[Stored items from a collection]
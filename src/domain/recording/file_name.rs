//! Timestamped output file names

use chrono::{Local, NaiveDateTime};

use super::media::Container;

/// Stamp format: year, then zero-padded month, day, hour, minute, second
const STAMP_FORMAT: &str = "%Y%m%d%H%M%S";

/// Current local wall-clock time
pub fn local_now() -> NaiveDateTime {
    Local::now().naive_local()
}

/// Format a time as `YYYYMMDDhhmmss`
pub fn timestamp_stem(at: NaiveDateTime) -> String {
    at.format(STAMP_FORMAT).to_string()
}

/// Build the output file name, e.g. `20240305090702.webm`
pub fn output_file_name(at: NaiveDateTime, container: Container) -> String {
    format!("{}.{}", timestamp_stem(at), container.extension())
}
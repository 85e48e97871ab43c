//! FFmpeg transcoder adapter

use std::path::{Path, PathBuf};
use std::process::Stdio;

use async_trait::async_trait;
use tempfile::TempDir;
use tokio::fs;
use tokio::process::Command;
use tokio::sync::OnceCell;

use crate::application::ports::{TranscodeError, Transcoder};

/// Flags prepended to every command
const BASE_ARGS: [&str; 4] = ["-nostdin", "-y", "-loglevel", "error"];

/// Runs FFmpeg inside a private temporary directory.
///
/// The directory is created by `load` and removed when the transcoder is
/// dropped. Files are addressed by plain names relative to it.
pub struct FfmpegTranscoder {
    ffmpeg_path: PathBuf,
    workdir: OnceCell<TempDir>,
}

impl FfmpegTranscoder {
    /// Create a transcoder using the given FFmpeg binary
    pub fn new(ffmpeg_path: impl Into<PathBuf>) -> Self {
        Self {
            ffmpeg_path: ffmpeg_path.into(),
            workdir: OnceCell::new(),
        }
    }

    /// Working directory, once loaded
    pub fn workdir(&self) -> Option<&Path> {
        self.workdir.get().map(TempDir::path)
    }

    fn loaded_dir(&self) -> Result<&Path, TranscodeError> {
        self.workdir().ok_or(TranscodeError::NotLoaded)
    }

    /// Resolve a plain file name inside the working directory
    fn resolve(&self, name: &str) -> Result<PathBuf, TranscodeError> {
        validate_name(name)?;
        Ok(self.loaded_dir()?.join(name))
    }

    async fn check_binary(&self) -> Result<(), TranscodeError> {
        let status = Command::new(&self.ffmpeg_path)
            .arg("-version")
            .stdin(Stdio::null())
            .stdout(Stdio::null())
            .stderr(Stdio::null())
            .kill_on_drop(true)
            .status()
            .await
            .map_err(|e| {
                if e.kind() == std::io::ErrorKind::NotFound {
                    TranscodeError::LoadFailed(format!(
                        "{} not found",
                        self.ffmpeg_path.display()
                    ))
                } else {
                    TranscodeError::LoadFailed(e.to_string())
                }
            })?;

        if !status.success() {
            return Err(TranscodeError::LoadFailed(format!(
                "{} -version exited with {}",
                self.ffmpeg_path.display(),
                status
            )));
        }
        Ok(())
    }
}

impl Default for FfmpegTranscoder {
    fn default() -> Self {
        Self::new("ffmpeg")
    }
}

/// Only plain names are allowed: no separators, no `.` or `..`
fn validate_name(name: &str) -> Result<(), TranscodeError> {
    let invalid = name.is_empty()
        || name == "."
        || name == ".."
        || name.contains('/')
        || name.contains('\\')
        || name.contains('\0');
    if invalid {
        return Err(TranscodeError::InvalidName(name.to_string()));
    }
    Ok(())
}

#[async_trait]
impl Transcoder for FfmpegTranscoder {
    async fn load(&self) -> Result<(), TranscodeError> {
        self.workdir
            .get_or_try_init(|| async {
                self.check_binary().await?;
                let dir = tempfile::Builder::new()
                    .prefix("canvas-rec-")
                    .tempdir()
                    .map_err(|e| TranscodeError::LoadFailed(e.to_string()))?;
                tracing::debug!(workdir = %dir.path().display(), "transcoder loaded");
                Ok::<_, TranscodeError>(dir)
            })
            .await?;
        Ok(())
    }

    async fn write_file(&self, name: &str, data: &[u8]) -> Result<(), TranscodeError> {
        let path = self.resolve(name)?;
        fs::write(&path, data)
            .await
            .map_err(|e| TranscodeError::FileFailed(format!("{}: {}", name, e)))
    }

    async fn read_file(&self, name: &str) -> Result<Vec<u8>, TranscodeError> {
        let path = self.resolve(name)?;
        fs::read(&path)
            .await
            .map_err(|e| TranscodeError::FileFailed(format!("{}: {}", name, e)))
    }

    async fn run(&self, args: &[&str]) -> Result<(), TranscodeError> {
        let dir = self.loaded_dir()?;
        tracing::debug!(?args, "running ffmpeg");

        // kill_on_drop: dropping this future terminates the process
        let output = Command::new(&self.ffmpeg_path)
            .args(BASE_ARGS)
            .args(args)
            .current_dir(dir)
            .stdin(Stdio::null())
            .stdout(Stdio::null())
            .stderr(Stdio::piped())
            .kill_on_drop(true)
            .output()
            .await
            .map_err(|e| TranscodeError::RunFailed(e.to_string()))?;

        if !output.status.success() {
            let stderr = String::from_utf8_lossy(&output.stderr);
            return Err(TranscodeError::RunFailed(format!(
                "ffmpeg exited with {}: {}",
                output.status,
                stderr.lines().last().unwrap_or("unknown error")
            )));
        }
        Ok(())
    }
}

#[cfg(test)]
mod tests {
    use super::*;

    /// `true` stands in for ffmpeg: it accepts `-version` and any args
    fn fake_transcoder() -> FfmpegTranscoder {
        FfmpegTranscoder::new("true")
    }

    #[test]
    fn plain_names_only() {
        assert!(validate_name("record.webm").is_ok());
        assert!(validate_name("output.mp4").is_ok());
        assert!(validate_name("").is_err());
        assert!(validate_name("..").is_err());
        assert!(validate_name("../escape.mp4").is_err());
        assert!(validate_name("/etc/passwd").is_err());
    }

    #[tokio::test]
    async fn files_need_load() {
        let transcoder = fake_transcoder();
        assert!(matches!(
            transcoder.write_file("record.webm", b"x").await,
            Err(TranscodeError::NotLoaded)
        ));
        assert!(matches!(
            transcoder.run(&["-i", "record.webm"]).await,
            Err(TranscodeError::NotLoaded)
        ));
    }

    #[tokio::test]
    async fn write_then_read_in_workdir() {
        let transcoder = fake_transcoder();
        transcoder.load().await.unwrap();
        transcoder.load().await.unwrap();

        transcoder.write_file("record.webm", b"webm").await.unwrap();
        let data = transcoder.read_file("record.webm").await.unwrap();
        assert_eq!(data, b"webm");

        let dir = transcoder.workdir().unwrap();
        assert!(dir.join("record.webm").exists());
    }

    #[tokio::test]
    async fn missing_file_is_reported() {
        let transcoder = fake_transcoder();
        transcoder.load().await.unwrap();
        assert!(matches!(
            transcoder.read_file("output.mp4").await,
            Err(TranscodeError::FileFailed(_))
        ));
    }

    #[tokio::test]
    async fn missing_binary_fails_load() {
        let transcoder = FfmpegTranscoder::new("/nonexistent/ffmpeg-binary");
        assert!(matches!(
            transcoder.load().await,
            Err(TranscodeError::LoadFailed(_))
        ));
        assert!(transcoder.workdir().is_none());
    }

    #[tokio::test]
    async fn failing_version_check_fails_load() {
        let transcoder = FfmpegTranscoder::new("false");
        // `false -version` fails too, so load reports it
        assert!(matches!(
            transcoder.load().await,
            Err(TranscodeError::LoadFailed(_))
        ));
    }
}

WHAT TO WORK ON: State how many lines of the entries above include the string "return". The reply is that number alone.

TASK RESULT: 3